The song is about a page who falls in a tournament. The young Saint-Saëns set fourteen of Hugo's 32 verses in 1852; Chabrier set eight. "One must admire Saint-Saëns's skill in making a long and effective piece out of unpromising material [...] how much better Chabrier captures, right from the start, the spirit of the festive joust with music which rattles jovially between the hands", Johnson comments. Chabrier regularly sang this song at the Marquise de Ricard's Parnassian salon. It evokes the galop of a horse and plays on ambivalence between modal and tonal harmony, creating new and strange effects.

=== Ivresses! ===
Grande Valse – « Viens! je veux les caresses » ("Come, I want your caresses") (1869) – words by Léon Labarre.

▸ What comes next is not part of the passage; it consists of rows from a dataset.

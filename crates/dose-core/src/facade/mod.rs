//! [`DoseCalculator`]: the single entry point callers configure and run.

pub mod normalization;

pub use normalization::{apply_normalization, reference_dose, validate_reference};

use crate::algorithms::{AlgorithmKind, CalculationContext, TransportReport, check_beam_support};
use crate::archive::{
    ARCHIVE_FORMAT_VERSION, ArchiveMetadata, DoseArchive, read_archive, write_archive,
};
use crate::backend::{
    BackendAvailability, BackendHandle, BackendProvider, RayonBackendProvider, run_with_fallback,
};
use crate::common::config::{CalculationOptions, OptionsPatch};
use crate::domain::{
    BeamRecord, BeamSpec, DoseError, DoseGrid, DoseResult, ExecutionMode, Grid3, NumericalWarning,
    StructureMask, VolumeGrid, VolumeKind,
};
use crate::material::{MaterialGrid, MaterialModel};
use serde::{Deserialize, Serialize};
use std::collections::BTreeMap;
use std::path::Path;

#[derive(Debug, Clone, PartialEq, Serialize, Deserialize)]
pub struct BeamConvergence {
    pub beam: String,
    #[serde(flatten)]
    pub report: TransportReport,
}

/// Summary of the most recent `calculate_dose` call.
#[derive(Debug, Clone, PartialEq, Serialize, Deserialize)]
pub struct CalculationReport {
    pub algorithm: AlgorithmKind,
    pub backend: String,
    pub execution_mode: ExecutionMode,
    pub fallback_reason: Option<String>,
    pub beams: usize,
    pub transport: Vec<BeamConvergence>,
    pub uncertainty: Option<f64>,
    pub normalized: bool,
}

#[derive(Debug, Default)]
enum BackendState {
    #[default]
    Unprobed,
    Ready(BackendHandle),
    Unavailable(String),
}

/// Owns the volume, beams, structures and options of one plan and turns them
/// into a dose grid.
pub struct DoseCalculator {
    volume: Option<VolumeGrid>,
    model: MaterialModel,
    beams: Vec<BeamSpec>,
    structures: BTreeMap<String, StructureMask>,
    options: CalculationOptions,
    algorithm: AlgorithmKind,
    provider: Box<dyn BackendProvider>,
    backend: BackendState,
    dose: Option<DoseGrid>,
    uncertainty: Option<f64>,
    warnings: Vec<NumericalWarning>,
    report: Option<CalculationReport>,
    dose_provenance: Option<DoseProvenance>,
}

/// Settings the current dose was computed with.
#[derive(Debug, Clone, PartialEq)]
struct DoseProvenance {
    algorithm: AlgorithmKind,
    options: CalculationOptions,
    spacing: [f64; 3],
}

impl Default for DoseCalculator {
    fn default() -> Self {
        Self::new()
    }
}

impl DoseCalculator {
    pub fn new() -> Self {
        Self::with_provider(RayonBackendProvider)
    }

    pub fn with_provider(provider: impl BackendProvider + 'static) -> Self {
        Self {
            volume: None,
            model: MaterialModel::default(),
            beams: Vec::new(),
            structures: BTreeMap::new(),
            options: CalculationOptions::default(),
            algorithm: AlgorithmKind::PencilBeam,
            provider: Box::new(provider),
            backend: BackendState::Unprobed,
            dose: None,
            uncertainty: None,
            warnings: Vec::new(),
            report: None,
            dose_provenance: None,
        }
    }

    /// Sets a Hounsfield volume with per-axis spacing in mm.
    pub fn set_patient_data(&mut self, hounsfield: Grid3<f64>, spacing: &[f64]) -> DoseResult<()> {
        let volume = VolumeGrid::new(hounsfield, spacing, VolumeKind::Hounsfield)?;
        self.set_volume(volume);
        Ok(())
    }

    pub fn set_volume(&mut self, volume: VolumeGrid) {
        tracing::debug!(shape = ?volume.shape(), spacing = ?volume.spacing(), "volume set");
        self.volume = Some(volume);
        self.clear_results();
    }

    pub fn volume(&self) -> Option<&VolumeGrid> {
        self.volume.as_ref()
    }

    pub fn set_material_model(&mut self, model: MaterialModel) {
        self.model = model;
    }

    pub fn material_model(&self) -> &MaterialModel {
        &self.model
    }

    /// Validates and appends a beam. Existing beams are left untouched on error.
    pub fn add_beam(&mut self, record: BeamRecord) -> DoseResult<()> {
        let beam = BeamSpec::from_record(&record)?;
        if self.beams.iter().any(|existing| existing.id() == beam.id()) {
            return Err(DoseError::validation(
                "INPUT.DUPLICATE_BEAM",
                format!("a beam with id '{}' already exists", beam.id()),
            ));
        }
        if let BackendState::Ready(handle) = &mut self.backend {
            handle.register_beam(beam.clone());
        }
        self.beams.push(beam);
        Ok(())
    }

    /// Swaps in a new spec for the beam with the record's id.
    pub fn replace_beam(&mut self, record: BeamRecord) -> DoseResult<()> {
        let beam = BeamSpec::from_record(&record)?;
        let slot = self
            .beams
            .iter_mut()
            .find(|existing| existing.id() == beam.id())
            .ok_or_else(|| unknown_beam(beam.id()))?;
        if let BackendState::Ready(handle) = &mut self.backend {
            handle.register_beam(beam.clone());
        }
        *slot = beam;
        Ok(())
    }

    pub fn remove_beam(&mut self, id: &str) -> DoseResult<BeamSpec> {
        let position = self
            .beams
            .iter()
            .position(|beam| beam.id() == id)
            .ok_or_else(|| unknown_beam(id))?;
        if let BackendState::Ready(handle) = &mut self.backend {
            handle.unregister_beam(id);
        }
        Ok(self.beams.remove(position))
    }

    pub fn beams(&self) -> &[BeamSpec] {
        &self.beams
    }

    pub fn add_structure(&mut self, name: impl Into<String>, mask: StructureMask) -> DoseResult<()> {
        let name = name.into();
        let volume = self.volume.as_ref().ok_or_else(|| {
            DoseError::validation(
                "INPUT.NO_VOLUME",
                format!("structure '{name}' needs a volume to be set first"),
            )
        })?;
        mask.ensure_shape(volume.shape(), &format!("structure '{name}'"))?;
        self.structures.insert(name, mask);
        Ok(())
    }

    pub fn structures(&self) -> impl Iterator<Item = &str> {
        self.structures.keys().map(String::as_str)
    }

    pub fn structure(&self, name: &str) -> Option<&StructureMask> {
        self.structures.get(name)
    }

    /// Merges `patch` into the current options; nothing changes if the
    /// merged options are invalid.
    pub fn set_options(&mut self, patch: OptionsPatch) -> DoseResult<()> {
        let mut merged = self.options.clone();
        merged.merge(patch);
        merged.validate()?;
        if merged.execution != self.options.execution {
            self.backend = BackendState::Unprobed;
        }
        self.options = merged;
        Ok(())
    }

    pub fn options(&self) -> &CalculationOptions {
        &self.options
    }

    pub fn set_algorithm(&mut self, algorithm: AlgorithmKind) {
        if algorithm != self.algorithm {
            self.algorithm = algorithm;
            self.backend = BackendState::Unprobed;
        }
    }

    pub const fn algorithm(&self) -> AlgorithmKind {
        self.algorithm
    }

    /// Beams registered with the accelerated backend, once one is initialized.
    pub fn backend_beams(&self) -> Option<&[BeamSpec]> {
        match &self.backend {
            BackendState::Ready(handle) => Some(handle.beams()),
            _ => None,
        }
    }

    pub fn dose(&self) -> Option<&DoseGrid> {
        self.dose.as_ref()
    }

    pub const fn uncertainty(&self) -> Option<f64> {
        self.uncertainty
    }

    pub fn warnings(&self) -> &[NumericalWarning] {
        &self.warnings
    }

    pub fn last_report(&self) -> Option<&CalculationReport> {
        self.report.as_ref()
    }

    fn clear_results(&mut self) {
        self.dose = None;
        self.uncertainty = None;
        self.warnings.clear();
        self.report = None;
        self.dose_provenance = None;
    }

    fn check_before_run(&self, volume: &VolumeGrid) -> DoseResult<()> {
        for (name, mask) in &self.structures {
            mask.ensure_shape(volume.shape(), &format!("structure '{name}'"))?;
        }
        if let Some(normalization) = &self.options.normalization {
            validate_reference(normalization, volume.shape(), &self.structures)?;
        }
        check_beam_support(self.algorithm, &self.beams)
    }

    pub fn calculate_dose(&mut self) -> DoseResult<DoseGrid> {
        let Some(volume) = self.volume.as_ref() else {
            return Err(DoseError::calculation(
                "RUN.NO_VOLUME",
                "no patient volume has been set",
            ));
        };
        if self.beams.is_empty() {
            return Err(DoseError::calculation("RUN.NO_BEAMS", "no beams have been added"));
        }
        self.check_before_run(volume)?;
        probe_backend(
            &mut self.backend,
            self.provider.as_ref(),
            self.algorithm,
            &self.options,
            &self.beams,
        );

        tracing::info!(
            algorithm = %self.algorithm,
            beams = self.beams.len(),
            shape = ?volume.shape(),
            "dose calculation started"
        );
        let materials = MaterialGrid::build(volume, &self.model);
        let context = CalculationContext::new(volume, &materials, &self.model, &self.options)?;
        let (handle, unavailable) = match &self.backend {
            BackendState::Ready(handle) => (Some(handle), None),
            BackendState::Unavailable(reason) => (None, Some(reason.as_str())),
            BackendState::Unprobed => (None, None),
        };
        let run = run_with_fallback(handle, unavailable, &context, self.algorithm, &self.beams)?;

        let mut output = run.output;
        let mut warnings = output.warnings;
        let mut normalized = false;
        if let Some(normalization) = &self.options.normalization {
            match apply_normalization(&mut output.dose, normalization, &self.structures)? {
                Some(warning) => warnings.push(warning),
                None => normalized = true,
            }
        }

        let report = CalculationReport {
            algorithm: self.algorithm,
            backend: run.backend,
            execution_mode: run.mode,
            fallback_reason: run.fallback_reason,
            beams: self.beams.len(),
            transport: output
                .transport
                .into_iter()
                .map(|(beam, report)| BeamConvergence { beam, report })
                .collect(),
            uncertainty: output.uncertainty,
            normalized,
        };
        tracing::info!(
            algorithm = %report.algorithm,
            backend = %report.backend,
            max_dose = output.dose.max_value(),
            warnings = warnings.len(),
            "dose calculation finished"
        );

        self.dose = Some(output.dose.clone());
        self.uncertainty = output.uncertainty;
        self.warnings = warnings;
        self.report = Some(report);
        self.dose_provenance = Some(DoseProvenance {
            algorithm: self.algorithm,
            options: self.options.clone(),
            spacing: volume.spacing(),
        });
        Ok(output.dose)
    }

    /// Archive of the current dose and the settings it was computed with.
    pub fn archive(&self) -> DoseResult<DoseArchive> {
        let (Some(dose), Some(provenance)) = (&self.dose, &self.dose_provenance) else {
            return Err(DoseError::calculation(
                "RUN.NO_DOSE",
                "no dose has been calculated or loaded",
            ));
        };
        Ok(DoseArchive {
            metadata: ArchiveMetadata {
                format_version: ARCHIVE_FORMAT_VERSION,
                algorithm: provenance.algorithm,
                resolution_mm: provenance.options.resolution_mm,
                spacing: provenance.spacing,
                heterogeneity_correction: provenance.options.heterogeneity_correction,
                options: provenance.options.clone(),
                shape: dose.shape(),
                uncertainty: self.uncertainty,
            },
            dose: dose.clone(),
        })
    }

    pub fn save_dose_matrix(&self, path: impl AsRef<Path>) -> DoseResult<()> {
        let archive = self.archive()?;
        write_archive(path.as_ref(), &archive)?;
        tracing::info!(path = %path.as_ref().display(), "dose archive written");
        Ok(())
    }

    /// Restores dose, uncertainty and provenance from an archive. The shape
    /// must match the current volume when one is set.
    pub fn load_dose_matrix(&mut self, path: impl AsRef<Path>) -> DoseResult<DoseArchive> {
        let archive = read_archive(path.as_ref())?;
        if let Some(volume) = &self.volume {
            archive.dose.ensure_shape(volume.shape(), "archived dose")?;
        }
        self.dose = Some(archive.dose.clone());
        self.uncertainty = archive.metadata.uncertainty;
        self.warnings.clear();
        self.report = None;
        self.dose_provenance = Some(DoseProvenance {
            algorithm: archive.metadata.algorithm,
            options: archive.metadata.options.clone(),
            spacing: archive.metadata.spacing,
        });
        Ok(archive)
    }
}

/// Probes once per configuration; beams added later are registered by
/// `add_beam`.
fn probe_backend(
    state: &mut BackendState,
    provider: &dyn BackendProvider,
    algorithm: AlgorithmKind,
    options: &CalculationOptions,
    beams: &[BeamSpec],
) {
    if !matches!(state, BackendState::Unprobed) {
        return;
    }
    *state = match provider.probe(algorithm, options) {
        BackendAvailability::Available(mut handle) => {
            for beam in beams {
                handle.register_beam(beam.clone());
            }
            tracing::debug!(backend = handle.name(), "accelerated backend initialized");
            BackendState::Ready(handle)
        }
        BackendAvailability::Unavailable(reason) => {
            tracing::warn!(%algorithm, %reason, "accelerated backend unavailable");
            BackendState::Unavailable(reason)
        }
    };
}

fn unknown_beam(id: &str) -> DoseError {
    DoseError::validation("INPUT.UNKNOWN_BEAM", format!("no beam with id '{id}'"))
}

The song is about uncontrollable physical love with wild and impassioned pleas for wine and kisses; Delage describes the words of this song as "improbable" (« invraisemblables ») but Chabrier manages through two gay and rhythmic waltzes to evoke the world of the café-concert. The music reappears subsequently in his Suite de valses of 1872. After a vivace introduction, interrupted by a mysterious andante, the first waltz mimes musically an ardent, unbuttoned love. The second waltz 'espress. Ed appassionato' starts after a short recitative like passage ; the first waltz returns with new harmonies. Notes on the score (cymbal, timpani, violins) indicate that Chabrier had an orchestration in mind. Steven Huebner notes that Chabrier's melodies (instrumental and vocal) are frequently combined with chromatic decoration, citing as an example 'Ivresses'.

=== L'invitation au voyage ===
« Mon enfant, ma sœur, songe à la douceur d'aller là-bas » (Call to expedition : "My child, sister, think how sweet to go over there") words by Charles Baudelaire (from Les Fleurs du mal, 1855, 1857), set at the same time by Duparc (two verses only)

This is about lovers escaping to a place of luxury, calm and sensuality. Chabrier's longest song contains an obbligato part for bassoon. (Note: The part is used in recordings by Laplante, San, Mellon, Lott (2001).) Chabrier savoured the richness of full 9th harmonics; the phrase "d'aller là-bas vivre ensemble" in this song is "set to a succession of 9th chords with root movement by a 5th. The whole song is a study in such harmonies where Chabrier pays particular attention to the colour of the 9th in different registers of the keyboard and even the voice".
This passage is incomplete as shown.